Sport, George Orwell once observed, is war minus the shooting. I suppose that’s true, but I can’t really know for sure. There’s certainly something warlike, or gladiatorial, about football. To be honest, I’m sort of out of my element here; the extent of my football knowledge begins with the movie Little Giants and ends with NFL Blitz, the Nintendo 64 game. I loved that game because you could tackle and tackle and tackle with impunity, which sated whatever bloodlust I had as a six-year-old.
Bloodlust, which reminds me of this guy I saw at a football game my freshman year. I don’t remember anything about the game itself, except that it was “the Halloween game” and we were playing against USC. Anyway, this guy: He was shouting some of the most luridly, wildly savage things I have ever heard, things one could do to the opposing team and its fans if one were so inclined and lived in the Dark Ages. Something about tearing out their hearts and stomping on them or whatever.
Of course, it’s not like he was a berserk maniac who really intended to do all this stuff. He didn’t mean to disembowel the Trojans literally, and neither did the students who joined his chants, worked up by the promise of bloodshed. This is just the sporting spirit, in glorious sanguinary detail.
To understand the appeal of football, and sports generally, as a spectator, it is necessary to understand this particular spirit. It is the allure of the macabre, the same thing that makes you turn and look when you drive past a car accident or made the Saw movies box-office successes. Young men crunching into each other and sacrificing their bodies for our amusement has been with us since time immemorial, an uncivilized impulse just under the surface of our civilization. We haven’t become more sophisticated, only the equipment has.
People who agitate to make the game safer through tighter regulations and better padding miss the point, and have been missing the point for a long, long time. At the turn of the last century, football was a scourge of American society. It was an arena of “mayhem and homicide,” and the players were variously called “young gladiators,” “thugs of society” and a “disgrace of the university that tolerates their presence on the team.” There was a movement to ban the sport entirely, which at one point included President Theodore Roosevelt (his threat to ban football led to the creation of the infrastructure — the NCAA and NFL — we have today). A New York Times editorial, headlined “Two Curable Evils,” pondered football’s malignant effect on the culture and what to do about it. The other “curable evil” discussed was lynching.

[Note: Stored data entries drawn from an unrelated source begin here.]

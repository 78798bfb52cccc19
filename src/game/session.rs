//! Game session controller
//!
//! Owns the player, the world and the lift machine, and drives one frame in
//! a fixed order:
//!
//!   quit short-circuit -> input -> jump/physics or lift steering ->
//!   landing resolution -> scoring -> coin pickup -> animation counters ->
//!   helicopter pickup -> lift update -> camera scroll -> helicopter TTL
//!   (only by the distance the world actually moved) -> prune -> extend.
//!
//! Everything is frame-stepped and clock-free; the only nondeterminism is
//! the session RNG, injected so tests can seed it.

use rand::rngs::StdRng;
use rand::SeedableRng;

use crate::profile::{Profile, RunState};
use crate::storage::ProfileStore;

use super::camera;
use super::generator;
use super::lift::{release, ActiveLift, LiftPhase, LiftState};
use super::physics;
use super::player::{Player, PLAYER_SIZE};
use super::text::FloatingText;
use super::world::World;
use super::VIEW_H;

/// What a frame left behind
#[derive(Debug, Clone, Copy, PartialEq, Eq)]
pub enum FrameOutcome {
    Running,
    /// Player fell below the viewport; records are already persisted
    GameOver,
    /// Quit observed during the event phase; the frame was not simulated
    Quit,
}

pub struct Session {
    pub frame: u64,
    pub player: Player,
    pub world: World,
    pub lift: LiftState,
    pub run: RunState,
    rng: StdRng,
}

impl Session {
    /// Seed the world and perch the player on the centered first platform
    pub fn new(mut rng: StdRng) -> Self {
        let mut world = World::new();
        generator::seed(&mut world, &mut rng);

        let mut player = Player::new();
        let first = &world.platforms[0];
        player.rect.y = first.rect.y - PLAYER_SIZE;
        player.prev_bottom = player.rect.bottom();
        player.on_ground = true;

        Self {
            frame: 0,
            player,
            world,
            lift: LiftState::Inactive,
            run: RunState::default(),
            rng,
        }
    }

    /// A session with OS-sourced randomness
    pub fn start() -> Self {
        Self::new(StdRng::from_entropy())
    }

    /// Advance the simulation by one frame
    pub fn tick(
        &mut self,
        input: &crate::input::FrameInput,
        profile: &mut Profile,
        store: &ProfileStore,
    ) -> FrameOutcome {
        if input.quit {
            return FrameOutcome::Quit;
        }
        self.frame += 1;

        // Physics or lift steering, depending on the traversal mode
        match &mut self.lift {
            LiftState::Inactive => {
                physics::apply_move_input(&mut self.player, input.move_dir);
                if input.jump {
                    physics::try_jump(&mut self.player, self.frame);
                }
                physics::integrate(&mut self.player);
                physics::resolve_landings(
                    &mut self.player,
                    &mut self.world.platforms,
                    self.frame,
                );
            }
            LiftState::Active(lift) => {
                lift.steer(&mut self.player, input.move_dir);
            }
        }

        if self.player.rect.y > VIEW_H {
            self.persist_records(profile, store);
            return FrameOutcome::GameOver;
        }

        // Scoring: one-shot per platform, independent of landings
        let passed = physics::count_passed(&self.player, &mut self.world.platforms);
        if passed > 0 {
            self.run.platforms_passed += passed;
            if self.run.platforms_passed > profile.max_platforms {
                profile.max_platforms = self.run.platforms_passed;
                store.save(profile);
            }
        }

        // Coin pickup: currency and run score are separate counters
        for coin in physics::collect_coins(&self.player.rect, &mut self.world.coins) {
            let gained = coin.value.points() * profile.coin_multiplier();
            self.run.score += coin.value.points();
            profile.total_coins += gained;
            if self.run.score > profile.high_score {
                profile.high_score = self.run.score;
            }
            self.world.texts.push(FloatingText::coin_gain(
                coin.rect.center_x(),
                coin.rect.y,
                gained,
                coin.value,
            ));
            store.save(profile);
        }

        // Self-contained animation counters and the player trail
        self.world.tick_animations();
        self.player.sample_trail(self.frame);

        // Helicopter pickup: at most one per frame, first hit in list order
        if !self.lift.is_active() {
            if let Some(heli) =
                physics::pickup_helicopter(&self.player.rect, &mut self.world.helicopters)
            {
                self.player.vel_y = 0.0;
                self.player.on_ground = true;
                self.lift = LiftState::Active(ActiveLift::begin(
                    heli,
                    &mut self.player,
                    &mut self.rng,
                ));
            }
        }

        // Lift update, then camera: exactly one of the two may move the
        // world in a frame
        let world_moved = match &mut self.lift {
            LiftState::Active(lift) => {
                let moved = lift.advance(&mut self.player, &mut self.world);
                if lift.phase == LiftPhase::Releasing {
                    release(&mut self.player);
                    self.lift = LiftState::Inactive;
                }
                moved
            }
            LiftState::Inactive => camera::scroll(&mut self.player, &mut self.world),
        };

        // Unused helicopters age by world distance and vanish at the bottom
        // edge or when their budget runs dry
        for heli in &mut self.world.helicopters {
            if heli.is_vanishing() {
                heli.tick_vanish();
                continue;
            }
            if world_moved > 0.0 {
                heli.consume_lifetime(world_moved);
            }
            if heli.ttl <= 0.0 || heli.rect.bottom() >= VIEW_H {
                heli.begin_vanish();
            }
        }

        self.world.prune(self.frame);
        generator::extend(&mut self.world, &mut self.rng);

        FrameOutcome::Running
    }

    fn persist_records(&self, profile: &mut Profile, store: &ProfileStore) {
        let mut dirty = false;
        if self.run.platforms_passed > profile.max_platforms {
            profile.max_platforms = self.run.platforms_passed;
            dirty = true;
        }
        if self.run.score > profile.high_score {
            profile.high_score = self.run.score;
            dirty = true;
        }
        if dirty {
            store.save(profile);
        }
    }
}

Saturday’s spring game was played in tribute to our men in uniform, by our other men in uniform, drawing more apt comparisons than perhaps the athletics department cares to realize. Sports are to a university what the military is to a nation. Both engender intense, frenzied loyalties and exhaust an inordinate amount of resources. Just as the wider American society can tend to feel like the civilian arm of the Pentagon, the modern university sometimes feel like the academic department of the sports program. And if that man I encountered at the Halloween football game is any indication, football might be war minus the shooting, but barely.